C’è un gran frastuono qui nel Granducato
chi corre a dritta, chi corre a manca
ed io stesso da quest’aere così stimolato
son corso ad aprir la mia cassapanca

Volevo cercare, volevo trovare
un pezzo di carta che avevo iniziato
tre anni son corsi da quel mio andare
indietro nel tempo a un lontano passato

Quel pezzo di carta ho ritrovato
un po’ sbiadito, devo dire il vero
ma questa poesia che avevo vergato
l’ho scritta per te, per te per intero

“Stamane nel tempio son ritornato
mamma ti ho visto, in un angolo di muro
qualcuno mi ha visto così frastornato
ma non è niente, te l’assicuro

Solo una lacrima, che scendeva lenta
stavo pensando a me da bambino
quando così oppressi da orribile tormenta
tu mi stringevi, in quel freddo mattutino

Bianchi i tuoi capelli, ti guardavo stupito
in te mi rintanavo, e guardandoti negli occhi
con le braccia a te intorno, così infreddolito,
chiedevo: mamma posso avere anch’io dei balocchi?

Tu sorridesti, e proprio in quel momento
tanto mi stupì che un tuo capello bianco
da te si staccò, e sospinto un po’ dal vento
a terra arrivò, in un volare stanco

Dicesti: “ma certo, ma prima però occore
che venga procurata abbondante legna
chè l’inverno è lungo, e se freddo è il cuore
non potrai giocare, né scaldarti alla bisogna…
su non ci pensare, e vedrai che al momento giusto
tutto arriverà: legna per scaldar e giocar di gusto”

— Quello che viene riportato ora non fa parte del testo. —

//! 通信メッセージ定義
//!
//! Bot→ユーザーサービス間のリクエストペイロード

use serde::{Deserialize, Serialize};

/// ユーザー作成リクエスト
///
/// 毎回Fake Data Providerで新規生成し、送信後は破棄する。
/// 永続化はダウンストリーム側の責務。
#[derive(Debug, Clone, Serialize, Deserialize, PartialEq, Eq)]
pub struct UserCreateRequest {
    /// ユーザー名
    pub username: String,
    /// メールアドレス
    pub email: String,
}
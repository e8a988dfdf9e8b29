//! 共通型定義
//!
//! Service, UserRecord等のコアデータ型

use serde::{Deserialize, Serialize};

/// 論理サービス名
///
/// トラフィック送信先となるマイクロサービスの固定セット。
/// 閉じた列挙型のため、未登録サービスの問い合わせは型レベルで起こらない。
#[derive(Debug, Clone, Copy, Serialize, Deserialize, PartialEq, Eq, Hash)]
#[serde(rename_all = "lowercase")]
pub enum Service {
    /// ユーザーサービス
    User,
    /// 商品サービス
    Product,
    /// 注文サービス
    Order,
    /// 決済サービス
    Payment,
    /// 通知サービス
    Notification,
}

impl Service {
    /// 全サービスの一覧（レジストリ構築用）
    pub const ALL: [Service; 5] = [
        Service::User,
        Service::Product,
        Service::Order,
        Service::Payment,
        Service::Notification,
    ];

    /// 論理サービス名
    pub fn as_str(&self) -> &'static str {
        match self {
            Service::User => "user",
            Service::Product => "product",
            Service::Order => "order",
            Service::Payment => "payment",
            Service::Notification => "notification",
        }
    }

    /// デフォルトのベースURL（docker-compose内のサービス名解決を前提）
    pub fn default_base_url(&self) -> &'static str {
        match self {
            Service::User => "http://user:3001",
            Service::Product => "http://product:3002",
            Service::Order => "http://order:3003",
            Service::Payment => "http://payment:3004",
            Service::Notification => "http://notification:3005",
        }
    }

    /// ベースURL上書き用の環境変数名
    pub fn env_var(&self) -> &'static str {
        match self {
            Service::User => "TRAFFIC_BOT_USER_URL",
            Service::Product => "TRAFFIC_BOT_PRODUCT_URL",
            Service::Order => "TRAFFIC_BOT_ORDER_URL",
            Service::Payment => "TRAFFIC_BOT_PAYMENT_URL",
            Service::Notification => "TRAFFIC_BOT_NOTIFICATION_URL",
        }
    }

    /// 旧環境変数名（非推奨、後方互換のため残置）
    pub fn legacy_env_var(&self) -> &'static str {
        match self {
            Service::User => "USER_SERVICE_URL",
            Service::Product => "PRODUCT_SERVICE_URL",
            Service::Order => "ORDER_SERVICE_URL",
            Service::Payment => "PAYMENT_SERVICE_URL",
            Service::Notification => "NOTIFICATION_SERVICE_URL",
        }
    }
}

impl std::fmt::Display for Service {
    fn fmt(&self, f: &mut std::fmt::Formatter<'_>) -> std::fmt::Result {
        f.write_str(self.as_str())
    }
}

/// ユーザーサービスが返すユーザーレコード
///
/// レコード本体はダウンストリームのユーザーサービスが所有する。
/// ボットは `id` だけを参照し、それ以外のフィールドは読み流す。
#[derive(Debug, Clone, Serialize, Deserialize, PartialEq)]
pub struct UserRecord {
    /// 一意識別子（UUID等、サーバー採番）
    pub id: String,
    /// ユーザー名（サーバーが返す場合のみ）
    #[serde(default, skip_serializing_if = "Option::is_none")]
    pub username: Option<String>,
    /// メールアドレス（サーバーが返す場合のみ）
    #[serde(default, skip_serializing_if = "Option::is_none")]
    pub email: Option<String>,
    /// その他のフィールド（role, status等）は型を固定せず保持する
    #[serde(flatten)]
    pub extra: serde_json::Map<String, serde_json::Value>,
}
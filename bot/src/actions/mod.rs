//! ユーザーアクション
//!
//! シミュレーターが毎イテレーション実行するHTTPアクション群。
//! 失敗はここで握りつぶし、呼び出し側には `None` だけを返す。

mod user;

pub use user::UserActions;
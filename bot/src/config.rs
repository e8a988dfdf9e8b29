//! Configuration management via environment variables
//!
//! Provides helper functions for reading environment variables with fallback
//! to deprecated variable names with warning logs, plus the loader for
//! [`SimulatorConfig`].

use traffic_bot_common::config::SimulatorConfig;
use traffic_bot_common::error::BotError;

/// Get an environment variable with fallback to a deprecated name
///
/// If the new variable name is set, returns its value.
/// If only the old (deprecated) variable name is set, returns its value
/// and logs a deprecation warning.
pub fn get_env_with_fallback(new_name: &str, old_name: &str) -> Option<String> {
    if let Ok(val) = std::env::var(new_name) {
        return Some(val);
    }
    if let Ok(val) = std::env::var(old_name) {
        tracing::warn!(
            "Environment variable '{}' is deprecated, use '{}' instead",
            old_name,
            new_name
        );
        return Some(val);
    }
    None
}

/// Get an environment variable with fallback, parsing to a specific type
///
/// Returns the default if neither variable is set or parsing fails.
pub fn get_env_with_fallback_parse<T: std::str::FromStr>(
    new_name: &str,
    old_name: &str,
    default: T,
) -> T {
    get_env_with_fallback(new_name, old_name)
        .and_then(|s| s.parse().ok())
        .unwrap_or(default)
}

/// シミュレーター設定を環境変数から構築する
///
/// 未設定の項目は [`SimulatorConfig::default`] の値を使う。
/// 境界の大小関係と確率レンジを検証し、不正なら起動時エラーにする。
pub fn simulator_config_from_env() -> Result<SimulatorConfig, BotError> {
    let defaults = SimulatorConfig::default();
    let config = SimulatorConfig {
        idle_min_secs: get_env_with_fallback_parse(
            "TRAFFIC_BOT_IDLE_MIN_SECS",
            "IDLE_MIN_SECS",
            defaults.idle_min_secs,
        ),
        idle_max_secs: get_env_with_fallback_parse(
            "TRAFFIC_BOT_IDLE_MAX_SECS",
            "IDLE_MAX_SECS",
            defaults.idle_max_secs,
        ),
        followup_min_secs: get_env_with_fallback_parse(
            "TRAFFIC_BOT_FOLLOWUP_MIN_SECS",
            "FOLLOWUP_MIN_SECS",
            defaults.followup_min_secs,
        ),
        followup_max_secs: get_env_with_fallback_parse(
            "TRAFFIC_BOT_FOLLOWUP_MAX_SECS",
            "FOLLOWUP_MAX_SECS",
            defaults.followup_max_secs,
        ),
        error_probability: get_env_with_fallback_parse(
            "TRAFFIC_BOT_ERROR_PROBABILITY",
            "ERROR_PROBABILITY",
            defaults.error_probability,
        ),
        error_pause_min_secs: get_env_with_fallback_parse(
            "TRAFFIC_BOT_ERROR_PAUSE_MIN_SECS",
            "ERROR_PAUSE_MIN_SECS",
            defaults.error_pause_min_secs,
        ),
        error_pause_max_secs: get_env_with_fallback_parse(
            "TRAFFIC_BOT_ERROR_PAUSE_MAX_SECS",
            "ERROR_PAUSE_MAX_SECS",
            defaults.error_pause_max_secs,
        ),
        failure_pause_secs: get_env_with_fallback_parse(
            "TRAFFIC_BOT_FAILURE_PAUSE_SECS",
            "FAILURE_PAUSE_SECS",
            defaults.failure_pause_secs,
        ),
    };
    validate(&config)?;
    Ok(config)
}

/// 設定値の整合性を検証する
pub fn validate(config: &SimulatorConfig) -> Result<(), BotError> {
    let ranges = [
        ("idle", config.idle_min_secs, config.idle_max_secs),
        ("followup", config.followup_min_secs, config.followup_max_secs),
        (
            "error_pause",
            config.error_pause_min_secs,
            config.error_pause_max_secs,
        ),
    ];
    for (name, min, max) in ranges {
        if !(0.0..=max).contains(&min) {
            return Err(BotError::Config(format!(
                "{name} bounds invalid: min={min} max={max}"
            )));
        }
    }
    if !(0.0..=1.0).contains(&config.error_probability) {
        return Err(BotError::Config(format!(
            "error_probability must be within [0, 1]: {}",
            config.error_probability
        )));
    }
    if config.failure_pause_secs < 0.0 {
        return Err(BotError::Config(format!(
            "failure_pause_secs must not be negative: {}",
            config.failure_pause_secs
        )));
    }
    Ok(())
}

E tutto arrivò, l’inverno era finito
e quando ormai più non potevi aspettare
te ne sei andata verso l’infinito
tarpando le ali di quel mio dolce sognare

Stamane nel tempio son ritornato
mamma ti ho visto, sorridevi ancora
e quel capello bianco, così lucente e stanco
io ce l’ho dentro, lo ricordo ogn’ora

Chiudesti gli occhi, io non capivo
andasti lassù ch’era già primavera
e mi hai lasciato in questa bufera
questo è il mondo, così spesso cattivo

C’è un gran frastuono qui nel Granducato
ci son luci a dritta, festoni a manca
si aspetta la festa, ognun pare educato
forse che sia un mondo passato?

A te mamma non chiedo più un soldatino
ma solo una cosa, un sogno d’amore
fa’ che la festa mi riporti bambino
così che tu possa ristringermi al cuore.